Machine learning time series regressions with an application to nowcasting

Babii, Andrii, Ghysels, Eric, Striaukas, Jonas

arXiv.org Machine Learning

The statistical imprecision of quarterly gross domestic product (GDP) estimates, along with the fact that the first estimate is available with a delay of nearly a month, pose a significant challenge to policy makers, market participants, and other observers with an interest in monitoring the state of the economy in real time; see, e.g., Ghysels, Horan, and Moench (2018) for a recent discussion of macroeconomic data revision and publication delays. A term originated in meteorology, nowcasting pertains to the prediction of the present and very near future. Nowcasting is intrinsically a mixed frequency data problem as the object of interest is a low-frequency data series (e.g., quarterly GDP), whereas the real-time information (e.g., daily, weekly, or monthly) can be used to update the state, or to put it differently, to nowcast the low-frequency series of interest.

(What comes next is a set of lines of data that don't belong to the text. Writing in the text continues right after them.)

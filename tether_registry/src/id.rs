//! Resource identities.
//!
//! Identities are opaque, strictly increasing, and never reused within a
//! process run. Zero is reserved as "no identity" and is unrepresentable.

use std::fmt;
use std::num::NonZeroU32;

use serde::{Deserialize, Serialize};

/// Opaque id naming one registered resource.
#[derive(Debug, Clone, Copy, PartialEq, Eq, Hash, PartialOrd, Ord, Serialize, Deserialize)]
pub struct ResourceId(NonZeroU32);

impl ResourceId {
    /// Wraps a raw value. Returns `None` for zero, the reserved sentinel.
    pub fn new(raw: u32) -> Option<Self> {
        NonZeroU32::new(raw).map(ResourceId)
    }

    /// Raw numeric value.
    pub fn get(self) -> u32 {
        self.0.get()
    }
}

impl fmt::Display for ResourceId {
    fn fmt(&self, f: &mut fmt::Formatter<'_>) -> fmt::Result {
        write!(f, "{}", self.0)
    }
}

/// Monotonic identity source. One per registry.
///
/// Issued values only grow; exhausting the 32-bit space is treated as
/// unreachable rather than a recoverable condition.
#[derive(Debug)]
pub struct IdAllocator {
    next: u32,
}

impl Default for IdAllocator {
    fn default() -> Self {
        IdAllocator { next: 1 }
    }
}

impl IdAllocator {
    /// Issues an id strictly greater than every id issued before it.
    pub fn allocate(&mut self) -> ResourceId {
        let id = ResourceId::new(self.next).expect("identity counter at zero");
        self.next = self.next.checked_add(1).expect("identity space exhausted");
        id
    }
}
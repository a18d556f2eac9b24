//! `tether_display`
//!
//! Display-side resources built on the registry: a window owning a
//! swapchain and per-frame state, all tied together by dependency edges so
//! that one `destroy` call tears the whole tree down in the right order.
//!
//! The crate never talks to a concrete windowing or graphics API. Everything
//! goes through the [`backend::DisplayBackend`] trait; the bundled
//! [`backend::NullBackend`] runs the full lifecycle headlessly.

pub mod backend;
pub mod config;
pub mod swapchain;
pub mod window;

pub mod prelude {
    //! Commonly used exports.

    pub use crate::backend::*;
    pub use crate::config::*;
    pub use crate::swapchain::*;
    pub use crate::window::*;
}
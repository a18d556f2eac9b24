//! Display configuration.
//!
//! Loaded from JSON strings (file IO left to the app).

use serde::{Deserialize, Serialize};

/// Window and presentation settings.
#[derive(Debug, Clone, Serialize, Deserialize)]
pub struct DisplayConfig {
    /// Window title.
    #[serde(default = "default_title")]
    pub title: String,
    /// Initial window width in pixels.
    pub width: u32,
    /// Initial window height in pixels.
    pub height: u32,
    /// Frames prepared in flight; the window rotates through them.
    #[serde(default = "default_frames_in_flight")]
    pub frames_in_flight: u32,
}

fn default_title() -> String {
    "Window".to_string()
}

fn default_frames_in_flight() -> u32 {
    2
}

impl Default for DisplayConfig {
    fn default() -> Self {
        Self {
            title: default_title(),
            width: 1280,
            height: 720,
            frames_in_flight: default_frames_in_flight(),
        }
    }
}

impl DisplayConfig {
    /// Parses config from JSON.
    pub fn from_json_str(s: &str) -> serde_json::Result<Self> {
        serde_json::from_str(s)
    }
}
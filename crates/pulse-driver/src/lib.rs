//! Request driver: concurrent batches with bounded retry and outcome aggregation

pub mod aggregate;
pub mod driver;
#[cfg(feature = "mock")]
pub mod mock;
pub mod outcome;
pub mod retry;
pub mod sink;
pub mod target;
pub mod transport;

pub use aggregate::{aggregate, Aggregate};
pub use driver::{CycleReport, Driver, RunSummary};
pub use outcome::Outcome;
pub use retry::{attempt_request, RetryPolicy};
pub use sink::{JsonlSink, Sink};
pub use target::TargetDescriptor;
pub use transport::{Attempt, AttemptError, HttpTransport, Transport};
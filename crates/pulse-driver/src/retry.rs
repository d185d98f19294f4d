use std::time::Duration;

use pulse_common::config::DriverConfig;
use pulse_obs::{ATTEMPTS_TOTAL, RETRIES_TOTAL};
use tokio::time;

use crate::outcome::Outcome;
use crate::target::TargetDescriptor;
use crate::transport::{Attempt, AttemptError, Transport};

#[derive(Debug, Clone, Copy, PartialEq, Eq)]
pub struct RetryPolicy {
    pub max_attempts: u32,
    /// Sleep between two failed attempts of the same request.
    pub backoff: Duration,
    /// Upper bound on a single attempt, including reading the body.
    pub attempt_timeout: Duration,
}

impl Default for RetryPolicy {
    fn default() -> Self {
        Self {
            max_attempts: 3,
            backoff: Duration::from_millis(500),
            attempt_timeout: Duration::from_secs(10),
        }
    }
}

impl RetryPolicy {
    pub fn from_config(cfg: &DriverConfig) -> Self {
        Self {
            max_attempts: cfg.max_attempts,
            backoff: Duration::from_millis(cfg.backoff_ms),
            attempt_timeout: Duration::from_millis(cfg.attempt_timeout_ms),
        }
    }
}

/// Drives one logical request to a terminal outcome.
///
/// At most `max_attempts` calls are made (at least one). Nothing is slept
/// after the final failure.
pub async fn attempt_request<T: Transport>(
    transport: &T,
    target: &TargetDescriptor,
    policy: &RetryPolicy,
    slot: usize,
) -> Outcome {
    let max_attempts = policy.max_attempts.max(1);
    let mut index = 0;
    loop {
        let attempt = Attempt { slot, index };
        ATTEMPTS_TOTAL.inc();
        let result = match time::timeout(policy.attempt_timeout, transport.send(target, attempt)).await {
            Ok(result) => result,
            Err(_) => Err(AttemptError::Timeout(policy.attempt_timeout)),
        };
        match result {
            Ok(body) => return Outcome::Success(body),
            Err(last_error) if index + 1 >= max_attempts => {
                tracing::warn!(target: "driver", slot, "request exhausted {} attempts: {}", max_attempts, last_error);
                return Outcome::Exhausted { attempts: max_attempts, last_error };
            }
            Err(err) => {
                tracing::debug!(target: "driver", slot, attempt = index, "attempt failed: {}", err);
                RETRIES_TOTAL.inc();
                time::sleep(policy.backoff).await;
                index += 1;
            }
        }
    }
}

Traditional methods used for nowcasting rely on dynamic factor models that treat the underlying low frequency series of interest as a latent process with high frequency data noisy observations. These models are naturally cast in a state-space form and inference can be performed using likelihood-based methods and Kalman filtering techniques; see Bańbura, Giannone, Modugno, and Reichlin (2013) for a recent survey.